Best 2nd Serve Returners of All-Time
Wednesday, December 21, 2011 at 01:53AM
CAtennis in Consistency, Junior Tennis, Matchplay, Returns, Rookie Mistakes

Most coaches will make you feel inferior if you don't step into your returns, as if you don't understand the essence of hitting a great second serve return.  Maybe you are always feeling awkward being in "no-mans land" after making contact with a big kicker well inside the baseline, leaving you vulnerable on your next shot.  Or maybe you are making too many errors trying to play aggressive tennis.  Maybe you aren't wired to take risks, so you are fighting internally with yourself.   

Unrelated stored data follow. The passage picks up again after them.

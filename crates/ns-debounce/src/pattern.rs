//! URL match patterns used by redirect rules.

use ns_core::PolicyError;
use ns_core::PolicyResult;
use url::Url;

/// Either one exact URL or a `*` wildcard pattern over the serialized URL.
#[derive(Debug, Clone, PartialEq, Eq)]
pub enum UrlPattern {
    Exact(Url),
    Glob(String),
}

impl UrlPattern {
    /// Patterns containing `*` become globs; everything else must be a valid URL.
    pub fn parse(input: &str) -> PolicyResult<Self> {
        let trimmed = input.trim();
        if trimmed.is_empty() {
            return Err(PolicyError::malformed(
                "debounce.pattern_empty",
                "redirect rule pattern is empty",
            ));
        }

        if trimmed.contains('*') {
            return Ok(Self::Glob(trimmed.to_owned()));
        }

        Url::parse(trimmed).map(Self::Exact).map_err(|error| {
            PolicyError::malformed(
                "debounce.pattern_invalid",
                format!("redirect rule pattern `{trimmed}` is not a URL: {error}"),
            )
        })
    }

    pub fn matches(&self, url: &Url) -> bool {
        match self {
            Self::Exact(expected) => expected == url,
            Self::Glob(pattern) => glob_matches(pattern.as_bytes(), url.as_str().as_bytes()),
        }
    }
}

/// Iterative wildcard match; `*` spans any run of bytes, including none.
fn glob_matches(pattern: &[u8], text: &[u8]) -> bool {
    let mut p = 0_usize;
    let mut t = 0_usize;
    let mut star: Option<usize> = None;
    let mut resume = 0_usize;

    while t < text.len() {
        if p < pattern.len() && pattern[p] == b'*' {
            star = Some(p);
            p += 1;
            resume = t;
        } else if p < pattern.len() && pattern[p].eq_ignore_ascii_case(&text[t]) {
            p += 1;
            t += 1;
        } else if let Some(star_at) = star {
            p = star_at + 1;
            resume += 1;
            t = resume;
        } else {
            return false;
        }
    }

    while p < pattern.len() && pattern[p] == b'*' {
        p += 1;
    }

    p == pattern.len()
}

#[cfg(test)]
mod tests {
    use super::UrlPattern;
    use url::Url;

    fn url(input: &str) -> Url {
        match Url::parse(input) {
            Ok(value) => value,
            Err(error) => panic!("{input}: {error}"),
        }
    }

    fn pattern(input: &str) -> UrlPattern {
        match UrlPattern::parse(input) {
            Ok(value) => value,
            Err(error) => panic!("{error}"),
        }
    }

    #[test]
    fn exact_patterns_compare_canonical_urls() {
        let exact = pattern("https://AMP.example.com/x");
        assert!(exact.matches(&url("https://amp.example.com/x")));
        assert!(!exact.matches(&url("https://amp.example.com/y")));
    }

    #[test]
    fn glob_patterns_span_segments() {
        let glob = pattern("*://*.doubleclick.net/*");
        assert!(glob.matches(&url("https://ad.doubleclick.net/click?u=1")));
        assert!(!glob.matches(&url("https://doubleclick.example/")));

        let suffix = pattern("https://example.com/*/amp");
        assert!(suffix.matches(&url("https://example.com/news/story/amp")));
        assert!(!suffix.matches(&url("https://example.com/news/story")));
    }

    #[test]
    fn invalid_patterns_are_errors() {
        assert!(UrlPattern::parse("").is_err());
        let invalid = UrlPattern::parse("not a url");
        assert!(invalid.is_err());
        if let Err(error) = invalid {
            assert_eq!(error.code, "debounce.pattern_invalid");
        }
    }
}
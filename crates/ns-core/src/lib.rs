//! Shared primitives used across Navshield crates.

use core::fmt;

/// Result alias used across the workspace.
pub type PolicyResult<T> = Result<T, PolicyError>;

/// Broad failure classes. Every class is recovered locally by the engine.
#[derive(Debug, Clone, Copy, PartialEq, Eq, Hash)]
pub enum ErrorKind {
    /// Input that could not be parsed, such as an unparseable URL.
    MalformedInput,
    /// A collaborator (settings store, rule provider) could not answer.
    ResolverUnavailable,
    /// The decision was superseded by a newer navigation on the same tab.
    StaleDecision,
    /// Engine configuration failed validation.
    InvalidConfiguration,
}

impl ErrorKind {
    pub fn as_str(self) -> &'static str {
        match self {
            Self::MalformedInput => "malformed_input",
            Self::ResolverUnavailable => "resolver_unavailable",
            Self::StaleDecision => "stale_decision",
            Self::InvalidConfiguration => "invalid_configuration",
        }
    }
}

/// Top-level error type for policy evaluation.
#[derive(Debug, Clone, PartialEq, Eq)]
pub struct PolicyError {
    pub code: &'static str,
    pub kind: ErrorKind,
    pub message: String,
}

impl PolicyError {
    pub fn new(code: &'static str, kind: ErrorKind, message: impl Into<String>) -> Self {
        Self {
            code,
            kind,
            message: message.into(),
        }
    }

    pub fn malformed(code: &'static str, message: impl Into<String>) -> Self {
        Self::new(code, ErrorKind::MalformedInput, message)
    }

    pub fn unavailable(code: &'static str, message: impl Into<String>) -> Self {
        Self::new(code, ErrorKind::ResolverUnavailable, message)
    }

    pub fn invalid_config(code: &'static str, message: impl Into<String>) -> Self {
        Self::new(code, ErrorKind::InvalidConfiguration, message)
    }
}

impl fmt::Display for PolicyError {
    fn fmt(&self, f: &mut fmt::Formatter<'_>) -> fmt::Result {
        write!(f, "{}: {}", self.code, self.message)
    }
}

impl std::error::Error for PolicyError {}
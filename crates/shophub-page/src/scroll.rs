//! In-page anchor navigation.

use std::collections::HashMap;

use crate::config::ScrollConfig;

/// Computes where the page should scroll for `#section` links.
#[derive(Debug, Clone, Default)]
pub struct SmoothScroll {
    config: ScrollConfig,
    /// Section id (without `#`) to its distance from the page top.
    anchors: HashMap<String, u32>,
}

impl SmoothScroll {
    pub fn new(config: ScrollConfig) -> Self {
        Self {
            config,
            anchors: HashMap::new(),
        }
    }

    /// Register or move a section.
    pub fn set_anchor(&mut self, id: impl Into<String>, offset_top: u32) {
        self.anchors.insert(id.into(), offset_top);
    }

    /// Scroll position for following `href`, leaving room for the header.
    ///
    /// Returns None for links that are not `#`-prefixed or whose target is
    /// not on the page.
    pub fn target_for(&self, href: &str, header_height: u32) -> Option<u32> {
        let id = href.strip_prefix('#')?;
        let offset_top = *self.anchors.get(id)?;
        Some(
            offset_top
                .saturating_sub(header_height)
                .saturating_sub(self.config.extra_offset_px),
        )
    }
}
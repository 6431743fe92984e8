//! Presentation layer for the ShopHub storefront page.
//!
//! This crate provides:
//! - `Storefront` - page controller owning the cart and every widget
//! - `PageConfig` - thresholds and settings loaded from TOML or JSON
//! - `CartView` / `CartModal` - badge, totals and modal markup
//! - `MobileMenu`, `HeaderScroll`, `SmoothScroll`, `RevealTracker` - page widgets
//! - `init_logging` - `tracing` subscriber setup

mod cart_view;
mod config;
mod header;
mod logging;
mod menu;
mod reveal;
mod scroll;
mod storefront;

pub use cart_view::*;
pub use config::*;
pub use header::*;
pub use logging::*;
pub use menu::*;
pub use reveal::*;
pub use scroll::*;
pub use storefront::*;

// Re-export the domain crate for hosts that only depend on this one
pub use shophub_commerce;
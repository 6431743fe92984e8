//! Shopping cart module.
//!
//! Contains the cart store, its line items, snapshots handed to
//! renderers, and checkout outcomes.

mod checkout;
mod snapshot;
mod store;

pub use checkout::{CheckoutOutcome, Receipt};
pub use snapshot::{CartRenderer, CartSnapshot};
pub use store::{CartStore, LineItem};
//! Storefront domain logic for ShopHub.
//!
//! - **Cart**: line items, quantities, totals, checkout
//! - **Search**: case-insensitive lookup over the product cards on a page
//! - **Newsletter**: email validation and signup
//! - **Notices**: messages for the shopper, returned as values
//!
//! # Example
//!
//! ```
//! use shophub_commerce::prelude::*;
//!
//! let mut cart = CartStore::new(Currency::USD);
//! cart.on_change(|snapshot| println!("{} items", snapshot.total_items));
//!
//! cart.add_item("Smart Watch", Money::new(1000, Currency::USD), "/img/watch.jpg")?;
//! cart.set_quantity(0, 2)?;
//! cart.add_item("Phone Case", Money::new(500, Currency::USD), "/img/case.jpg")?;
//!
//! let outcome = cart.checkout();
//! assert_eq!(outcome.notice().message, "Thank you for your purchase! Total: $25.00");
//! assert!(cart.is_empty());
//! # Ok::<(), CommerceError>(())
//! ```

pub mod cart;
pub mod error;
pub mod money;
pub mod newsletter;
pub mod notice;
pub mod search;

pub use error::CommerceError;
pub use money::{Currency, Money};
pub use notice::{Notice, NoticeLevel};

/// Prelude for convenient imports.
pub mod prelude {
    pub use crate::cart::*;
    pub use crate::error::CommerceError;
    pub use crate::money::{Currency, Money};
    pub use crate::newsletter::{EmailAddress, Newsletter};
    pub use crate::notice::{Notice, NoticeLevel};
    pub use crate::search::*;
}
//! Newsletter signup.

use crate::error::CommerceError;
use crate::notice::Notice;
use serde::{Deserialize, Serialize};
use std::fmt;
use tracing::{info, warn};

/// An email address in `local@domain.tld` shape.
///
/// ## Constraints
///
/// - No whitespace anywhere
/// - Exactly one `@`, with a non-empty local part before it
/// - The domain contains a `.` with at least one character on each side
///
/// ```
/// use shophub_commerce::newsletter::EmailAddress;
///
/// assert!(EmailAddress::parse("shopper@example.com").is_ok());
/// assert!(EmailAddress::parse("a@b.co.uk").is_ok());
///
/// assert!(EmailAddress::parse("no-at-symbol").is_err());
/// assert!(EmailAddress::parse("user@localhost").is_err());
/// assert!(EmailAddress::parse("two words@example.com").is_err());
/// ```
#[derive(Debug, Clone, PartialEq, Eq, Hash, Serialize, Deserialize)]
#[serde(transparent)]
pub struct EmailAddress(String);

impl EmailAddress {
    /// Parse an address, rejecting anything outside the shape above.
    pub fn parse(s: &str) -> Result<Self, CommerceError> {
        if s.is_empty() {
            return Err(CommerceError::InvalidEmail("empty".to_string()));
        }
        if s.chars().any(char::is_whitespace) {
            return Err(CommerceError::InvalidEmail(
                "contains whitespace".to_string(),
            ));
        }

        let (local, domain) = s
            .split_once('@')
            .ok_or_else(|| CommerceError::InvalidEmail("missing @".to_string()))?;

        if local.is_empty() {
            return Err(CommerceError::InvalidEmail("empty local part".to_string()));
        }
        if domain.contains('@') {
            return Err(CommerceError::InvalidEmail("more than one @".to_string()));
        }

        // Some dot must have a label before it and something after it.
        let has_dotted_domain = domain
            .char_indices()
            .any(|(i, c)| c == '.' && i > 0 && i + 1 < domain.len());
        if !has_dotted_domain {
            return Err(CommerceError::InvalidEmail(
                "domain needs a dot-separated suffix".to_string(),
            ));
        }

        Ok(Self(s.to_owned()))
    }

    pub fn as_str(&self) -> &str {
        &self.0
    }
}

impl fmt::Display for EmailAddress {
    fn fmt(&self, f: &mut fmt::Formatter<'_>) -> fmt::Result {
        f.write_str(&self.0)
    }
}

/// Newsletter signup form state.
#[derive(Debug, Clone, Default)]
pub struct Newsletter {
    input: String,
    subscribers: Vec<EmailAddress>,
}

impl Newsletter {
    pub fn new() -> Self {
        Self::default()
    }

    /// Text currently in the email field.
    pub fn input(&self) -> &str {
        &self.input
    }

    pub fn set_input(&mut self, value: impl Into<String>) {
        self.input = value.into();
    }

    /// Addresses signed up during this session, in signup order.
    pub fn subscribers(&self) -> &[EmailAddress] {
        &self.subscribers
    }

    /// Submit the current input.
    pub fn submit(&mut self) -> Notice {
        let input = self.input.clone();
        self.subscribe(&input)
    }

    /// Sign up `email`.
    ///
    /// An invalid address leaves the form untouched. A valid one is
    /// recorded once and clears the input field.
    pub fn subscribe(&mut self, email: &str) -> Notice {
        match EmailAddress::parse(email) {
            Ok(address) => {
                info!(email = %address, "newsletter signup");
                if !self.subscribers.contains(&address) {
                    self.subscribers.push(address);
                }
                self.input.clear();
                Notice::success("Thank you for subscribing to our newsletter!")
            }
            Err(e) => {
                warn!(error = %e, "newsletter signup rejected");
                Notice::warning("Please enter a valid email address")
            }
        }
    }
}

There is nothing wrong with "cutting off the angle" or "taking the ball earlier."  All great advice.  By all means, if you can do it, I highly recommend stepping into the return.  However, judging from the stats taken straight off the ATP website, I notice a different breed of players.  Atleast half of these players are risk-averse players who like to hang back well behind the baseline and give the forehand a heavy ride (granted these stats could be inflated from claycourt play).  With servers generating massive kick and height after the bounce, taking the ball early isn't as easy as it sounds.  For starters, you need to be well inside the court, potentially leaving you in a weird part of the court if you don't do enough with the return.  Secondly, you might give away too many free points doing something that isn't comfortable for you under pressure. 

Judge for yourself, but the proof is in the pudding.  One can never underestimate the value of putting one more ball into the court.  See what works better for you.  It might not be pretty or efficient, but atleast you increased your odds of winning!  That's the only thing that matters at the end of the day, stop being so dogmatic and perfect!  Most coaches can't hit a heavy kicker inside the court, it's not that easy!  Take some pressure of yourself and let the shot develop and give the ball a ride.  One possibility is using a hybrid of staying back and picking opportune times to step in.  Plant the seed inside the servers mind for those moments deep in the set or match at 4-4 deuce or 5-5 30-all.  Those are the little chinks in the armor that change matches and tip a rookie player over the cliff.